Ohio Valley Conference Co-Champion
- Conference: Ohio Valley Conference
- Record: 17–9 (9–1 OVC)
- Head coach: Edgar Diddle (35th season);
- Assistant coach: Ted Hornback
- Home arena: Health & Physical Education Building

= 1956–57 Western Kentucky State Hilltoppers basketball team =

American college basketball season

The 1956–57 Western Kentucky State Hilltoppers men's basketball team represented Western Kentucky State College (now known as Western Kentucky University) during the 1956-57 NCAA University Division Basketball season. The Hilltoppers were led by future Naismith Memorial Basketball Hall of Fame coach Edgar Diddle. One of the highlights of the season was a victory over 2nd ranked San Francisco at the newly opened Freedom Hall dedication. Western finished tied for the Ohio Valley Conference championship, however, the NCAA tournament bid went to co-champion, Morehead State.

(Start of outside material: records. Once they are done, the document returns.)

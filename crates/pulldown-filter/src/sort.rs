//! Multi-column sorting.

use std::cmp::Ordering;

use serde::{Deserialize, Serialize};

use pulldown_common::{Column, Record};

use crate::error::{FilterError, Result};

#[derive(Debug, Clone, Copy, PartialEq, Eq, Serialize, Deserialize)]
#[serde(rename_all = "lowercase")]
pub enum SortDirection {
    Asc,
    Desc,
}

#[derive(Debug, Clone, Copy, PartialEq, Eq, Serialize, Deserialize)]
pub struct SortKey {
    pub column: Column,
    pub direction: SortDirection,
}

/// Parse `LFC:desc,Gene` into sort keys. Direction defaults to ascending.
pub fn parse_sort(input: &str) -> Result<Vec<SortKey>> {
    input.split(',')
        .map(str::trim)
        .filter(|part| !part.is_empty())
        .map(|part| {
            let (name, dir) = match part.rsplit_once(':') {
                Some((name, dir)) => (name, Some(dir.trim())),
                None => (part, None),
            };
            let column = Column::from_name(name)
                .ok_or_else(|| FilterError::UnknownColumn(name.trim().to_string()))?;
            let direction = match dir.map(str::to_ascii_lowercase).as_deref() {
                None | Some("asc") => SortDirection::Asc,
                Some("desc") => SortDirection::Desc,
                Some(other) => return Err(FilterError::SortDirection(other.to_string())),
            };
            Ok(SortKey { column, direction })
        })
        .collect()
}

/// Stable sort by each key in turn; the first key has priority.
pub fn sort_rows(rows: &mut [&Record], keys: &[SortKey]) {
    if keys.is_empty() {
        return;
    }
    rows.sort_by(|a, b| {
        keys.iter()
            .map(|key| {
                let ord = a.cell(key.column).total_cmp(&b.cell(key.column));
                match key.direction {
                    SortDirection::Asc => ord,
                    SortDirection::Desc => ord.reverse(),
                }
            })
            .find(|ord| *ord != Ordering::Equal)
            .unwrap_or(Ordering::Equal)
    });
}

#[cfg(test)]
mod tests {
    use super::*;
    use pretty_assertions::assert_eq;

    fn rec(gene: &str, bait: &str, lfc: f64) -> Record {
        Record::new("P1", gene, "Ovary", bait, lfc, 0.01).unwrap()
    }

    #[test]
    fn test_parse_sort() {
        let keys = parse_sort("LFC:desc, gene").unwrap();
        assert_eq!(
            keys,
            vec![
                SortKey { column: Column::Lfc, direction: SortDirection::Desc },
                SortKey { column: Column::Gene, direction: SortDirection::Asc },
            ]
        );
        assert!(parse_sort("").unwrap().is_empty());
        assert_eq!(parse_sort("LFC:up"), Err(FilterError::SortDirection("up".into())));
        assert_eq!(parse_sort("Score"), Err(FilterError::UnknownColumn("Score".into())));
    }

    #[test]
    fn test_multi_column_sort_is_stable() {
        let records = vec![
            rec("b", "D1", 1.0),
            rec("a", "Prod", 2.0),
            rec("c", "D1", 2.0),
            rec("d", "Prod", 1.0),
        ];
        let mut rows: Vec<&Record> = records.iter().collect();
        sort_rows(&mut rows, &parse_sort("Bait,LFC:desc").unwrap());
        let genes: Vec<&str> = rows.iter().map(|r| r.gene.as_str()).collect();
        assert_eq!(genes, vec!["c", "b", "a", "d"]);
    }

    #[test]
    fn test_no_keys_keeps_order() {
        let records = vec![rec("b", "D1", 1.0), rec("a", "D1", 0.0)];
        let mut rows: Vec<&Record> = records.iter().collect();
        sort_rows(&mut rows, &[]);
        assert_eq!(rows[0].gene, "b");
    }
}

Ralph Crosthwaite and Owen Lawson were named to the All-Conference Team.

==Schedule==

| Date time, TV | Rank^{#} | Opponent^{#} | Result | Record | Site city, state |
Regular Season
| 12/19/1956 | No. 20 | vs. No. 2 San Francisco Freedom Hall Dedication | W 61–57 | 4–1 | Freedom Hall Louisville, KY |
*Non-conference game. ^{#}Rankings from AP Poll. (#) Tournament seedings in parentheses.